[Available data]:

━━━━━━━━━━━━━━━━

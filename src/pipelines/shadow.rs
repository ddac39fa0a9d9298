use crate::{
    data_structures::{
        instance::InstanceRaw,
        model::{ModelVertex, Vertex},
    },
    pipelines::{Layouts, basic::mk_render_pipeline},
};

/// Depth-only pipeline rendering shadow casters from the spot light.
///
/// Front faces are culled so the stored depth belongs to the back of each
/// caster, which keeps lit surfaces from shadowing themselves.
pub fn mk_shadow_pipeline(device: &wgpu::Device, layouts: &Layouts) -> wgpu::RenderPipeline {
    let layout = device.create_pipeline_layout(&wgpu::PipelineLayoutDescriptor {
        label: Some("Shadow Pipeline Layout"),
        bind_group_layouts: &[&layouts.camera],
        immediate_size: 0,
    });
    let shader = wgpu::ShaderModuleDescriptor {
        label: Some("Shadow Shader"),
        source: wgpu::ShaderSource::Wgsl(include_str!("shadow.wgsl").into()),
    };
    let mut depth = super::basic::depth_state(true, wgpu::CompareFunction::LessEqual);
    depth.bias = wgpu::DepthBiasState {
        constant: 2,
        slope_scale: 2.0,
        clamp: 0.0,
    };
    mk_render_pipeline(
        device,
        &layout,
        "Shadow Pipeline",
        None,
        None,
        Some(depth),
        Some(wgpu::Face::Front),
        &[ModelVertex::desc(), InstanceRaw::desc()],
        shader,
    )
}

━━━━━━━━━━━━━━━━

[Try it]: Only the lines from the one with "let mut depth" through the end of the data belong in the answer, each reproduced exactly.

[Written reply]:
    let mut depth = super::basic::depth_state(true, wgpu::CompareFunction::LessEqual);
    depth.bias = wgpu::DepthBiasState {
        constant: 2,
        slope_scale: 2.0,
        clamp: 0.0,
    };
    mk_render_pipeline(
        device,
        &layout,
        "Shadow Pipeline",
        None,
        None,
        Some(depth),
        Some(wgpu::Face::Front),
        &[ModelVertex::desc(), InstanceRaw::desc()],
        shader,
    )
}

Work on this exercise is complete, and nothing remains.